>>>

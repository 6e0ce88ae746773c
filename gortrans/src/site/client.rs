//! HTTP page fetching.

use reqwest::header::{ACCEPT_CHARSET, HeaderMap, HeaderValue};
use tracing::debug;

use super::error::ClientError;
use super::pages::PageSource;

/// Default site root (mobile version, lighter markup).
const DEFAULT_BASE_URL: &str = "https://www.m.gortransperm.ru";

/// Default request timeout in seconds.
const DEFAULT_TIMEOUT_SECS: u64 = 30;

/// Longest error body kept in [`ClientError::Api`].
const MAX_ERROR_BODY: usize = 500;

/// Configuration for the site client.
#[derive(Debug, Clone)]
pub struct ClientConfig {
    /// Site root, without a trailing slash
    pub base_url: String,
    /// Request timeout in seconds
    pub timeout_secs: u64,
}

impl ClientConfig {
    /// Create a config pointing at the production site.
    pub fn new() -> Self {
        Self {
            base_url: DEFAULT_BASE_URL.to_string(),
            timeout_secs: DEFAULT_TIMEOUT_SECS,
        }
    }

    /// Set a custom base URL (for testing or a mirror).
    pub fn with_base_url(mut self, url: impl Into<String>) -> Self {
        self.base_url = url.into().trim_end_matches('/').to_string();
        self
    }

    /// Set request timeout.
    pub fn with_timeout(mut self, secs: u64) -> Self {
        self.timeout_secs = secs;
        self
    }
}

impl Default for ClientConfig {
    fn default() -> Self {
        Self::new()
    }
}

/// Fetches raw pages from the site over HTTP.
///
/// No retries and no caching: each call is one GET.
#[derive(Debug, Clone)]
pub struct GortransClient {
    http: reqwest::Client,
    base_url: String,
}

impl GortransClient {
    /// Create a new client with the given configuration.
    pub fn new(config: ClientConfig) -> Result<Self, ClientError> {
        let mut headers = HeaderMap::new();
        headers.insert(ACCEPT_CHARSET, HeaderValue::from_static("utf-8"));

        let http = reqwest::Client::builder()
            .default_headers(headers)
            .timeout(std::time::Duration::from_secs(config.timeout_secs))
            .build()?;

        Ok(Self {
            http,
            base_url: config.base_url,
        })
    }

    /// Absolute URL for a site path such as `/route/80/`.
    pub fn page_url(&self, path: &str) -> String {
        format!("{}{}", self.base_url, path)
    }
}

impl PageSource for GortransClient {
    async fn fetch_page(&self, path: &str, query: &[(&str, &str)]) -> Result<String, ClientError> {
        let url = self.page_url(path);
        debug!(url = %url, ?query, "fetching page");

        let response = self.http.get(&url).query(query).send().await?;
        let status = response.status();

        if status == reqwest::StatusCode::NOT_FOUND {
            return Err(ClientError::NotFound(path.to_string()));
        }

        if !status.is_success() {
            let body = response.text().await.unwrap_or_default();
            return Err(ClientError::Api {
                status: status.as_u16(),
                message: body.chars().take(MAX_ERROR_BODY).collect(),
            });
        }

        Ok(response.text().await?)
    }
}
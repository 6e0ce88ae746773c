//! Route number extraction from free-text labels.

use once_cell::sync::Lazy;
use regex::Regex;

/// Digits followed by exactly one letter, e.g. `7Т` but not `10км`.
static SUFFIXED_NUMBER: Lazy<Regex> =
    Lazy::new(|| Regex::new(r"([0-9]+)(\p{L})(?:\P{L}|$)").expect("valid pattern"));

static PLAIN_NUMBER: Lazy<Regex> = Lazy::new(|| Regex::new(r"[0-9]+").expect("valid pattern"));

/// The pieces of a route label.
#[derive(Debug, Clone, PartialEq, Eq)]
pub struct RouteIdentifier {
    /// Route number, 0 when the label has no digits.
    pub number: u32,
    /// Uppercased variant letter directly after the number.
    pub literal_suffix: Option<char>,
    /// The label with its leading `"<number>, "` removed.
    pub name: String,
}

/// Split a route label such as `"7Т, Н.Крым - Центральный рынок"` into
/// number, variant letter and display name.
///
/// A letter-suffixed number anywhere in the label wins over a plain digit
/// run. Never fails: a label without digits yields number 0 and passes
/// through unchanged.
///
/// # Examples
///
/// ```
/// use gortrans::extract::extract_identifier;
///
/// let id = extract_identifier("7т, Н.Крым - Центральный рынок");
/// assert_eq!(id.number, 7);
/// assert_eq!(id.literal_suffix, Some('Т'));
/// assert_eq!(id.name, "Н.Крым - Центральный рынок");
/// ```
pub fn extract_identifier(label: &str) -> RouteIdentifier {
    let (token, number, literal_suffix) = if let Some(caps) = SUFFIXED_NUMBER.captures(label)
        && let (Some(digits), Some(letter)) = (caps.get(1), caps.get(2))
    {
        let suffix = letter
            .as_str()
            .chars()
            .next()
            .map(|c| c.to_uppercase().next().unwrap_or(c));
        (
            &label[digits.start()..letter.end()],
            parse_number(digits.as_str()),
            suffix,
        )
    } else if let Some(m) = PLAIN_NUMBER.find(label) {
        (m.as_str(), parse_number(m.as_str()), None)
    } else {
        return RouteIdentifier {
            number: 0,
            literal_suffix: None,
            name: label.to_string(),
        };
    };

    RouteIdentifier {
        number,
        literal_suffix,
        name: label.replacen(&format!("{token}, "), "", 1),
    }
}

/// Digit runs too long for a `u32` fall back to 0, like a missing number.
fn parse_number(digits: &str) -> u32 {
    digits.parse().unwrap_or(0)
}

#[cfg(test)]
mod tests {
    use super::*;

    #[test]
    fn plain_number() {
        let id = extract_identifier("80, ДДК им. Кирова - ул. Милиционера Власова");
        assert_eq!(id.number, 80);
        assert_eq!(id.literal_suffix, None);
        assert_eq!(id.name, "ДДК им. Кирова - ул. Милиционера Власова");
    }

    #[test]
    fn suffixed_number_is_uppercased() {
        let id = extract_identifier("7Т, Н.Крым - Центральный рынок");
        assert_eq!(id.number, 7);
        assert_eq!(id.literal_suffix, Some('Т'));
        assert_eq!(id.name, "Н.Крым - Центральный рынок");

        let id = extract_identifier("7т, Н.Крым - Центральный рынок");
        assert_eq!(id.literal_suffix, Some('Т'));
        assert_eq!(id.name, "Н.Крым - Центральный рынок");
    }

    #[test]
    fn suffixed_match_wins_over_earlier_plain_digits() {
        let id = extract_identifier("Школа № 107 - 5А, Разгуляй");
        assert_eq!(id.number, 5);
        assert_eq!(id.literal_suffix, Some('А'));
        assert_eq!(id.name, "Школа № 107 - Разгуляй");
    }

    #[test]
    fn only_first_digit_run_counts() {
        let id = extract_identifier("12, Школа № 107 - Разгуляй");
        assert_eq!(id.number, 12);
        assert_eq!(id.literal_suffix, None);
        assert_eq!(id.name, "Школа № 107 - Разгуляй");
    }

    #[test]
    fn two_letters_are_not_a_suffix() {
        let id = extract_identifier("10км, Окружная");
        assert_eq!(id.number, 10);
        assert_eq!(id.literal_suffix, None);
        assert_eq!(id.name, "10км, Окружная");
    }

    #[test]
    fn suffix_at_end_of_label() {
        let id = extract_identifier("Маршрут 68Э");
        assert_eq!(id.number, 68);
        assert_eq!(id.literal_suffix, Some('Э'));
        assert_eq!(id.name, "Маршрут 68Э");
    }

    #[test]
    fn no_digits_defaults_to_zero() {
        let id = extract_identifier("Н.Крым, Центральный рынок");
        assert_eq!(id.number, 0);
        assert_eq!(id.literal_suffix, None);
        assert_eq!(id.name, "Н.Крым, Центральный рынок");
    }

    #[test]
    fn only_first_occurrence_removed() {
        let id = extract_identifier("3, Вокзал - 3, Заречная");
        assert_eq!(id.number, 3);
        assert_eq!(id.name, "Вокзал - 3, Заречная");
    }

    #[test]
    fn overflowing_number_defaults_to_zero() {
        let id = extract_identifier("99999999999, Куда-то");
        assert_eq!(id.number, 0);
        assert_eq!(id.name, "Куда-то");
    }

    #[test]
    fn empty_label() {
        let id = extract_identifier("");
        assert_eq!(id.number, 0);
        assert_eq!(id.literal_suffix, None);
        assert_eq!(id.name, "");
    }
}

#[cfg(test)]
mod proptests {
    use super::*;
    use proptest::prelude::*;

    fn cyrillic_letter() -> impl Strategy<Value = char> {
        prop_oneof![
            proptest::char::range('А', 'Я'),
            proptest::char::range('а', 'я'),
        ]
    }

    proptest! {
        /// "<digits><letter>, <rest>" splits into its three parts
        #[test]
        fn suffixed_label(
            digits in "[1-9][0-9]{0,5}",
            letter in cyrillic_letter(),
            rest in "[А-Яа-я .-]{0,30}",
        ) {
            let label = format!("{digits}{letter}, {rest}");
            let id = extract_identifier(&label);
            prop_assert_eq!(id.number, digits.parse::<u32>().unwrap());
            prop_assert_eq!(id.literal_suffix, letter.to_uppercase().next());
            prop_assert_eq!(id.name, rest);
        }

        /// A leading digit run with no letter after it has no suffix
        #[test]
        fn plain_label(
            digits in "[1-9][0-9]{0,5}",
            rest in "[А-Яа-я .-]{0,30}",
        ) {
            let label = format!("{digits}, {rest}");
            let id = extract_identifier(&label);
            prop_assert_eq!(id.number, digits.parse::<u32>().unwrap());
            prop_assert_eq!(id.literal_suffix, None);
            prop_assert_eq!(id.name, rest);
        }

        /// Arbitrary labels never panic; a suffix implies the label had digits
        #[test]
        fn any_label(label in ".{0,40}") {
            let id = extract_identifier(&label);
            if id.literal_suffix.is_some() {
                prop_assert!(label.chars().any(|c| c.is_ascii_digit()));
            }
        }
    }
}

<<<

| Problem details |
Wherever "Вокзал" appears in a line of the entries, copy that line.

| Output below |
        let id = extract_identifier("3, Вокзал - 3, Заречная");
        assert_eq!(id.name, "Вокзал - 3, Заречная");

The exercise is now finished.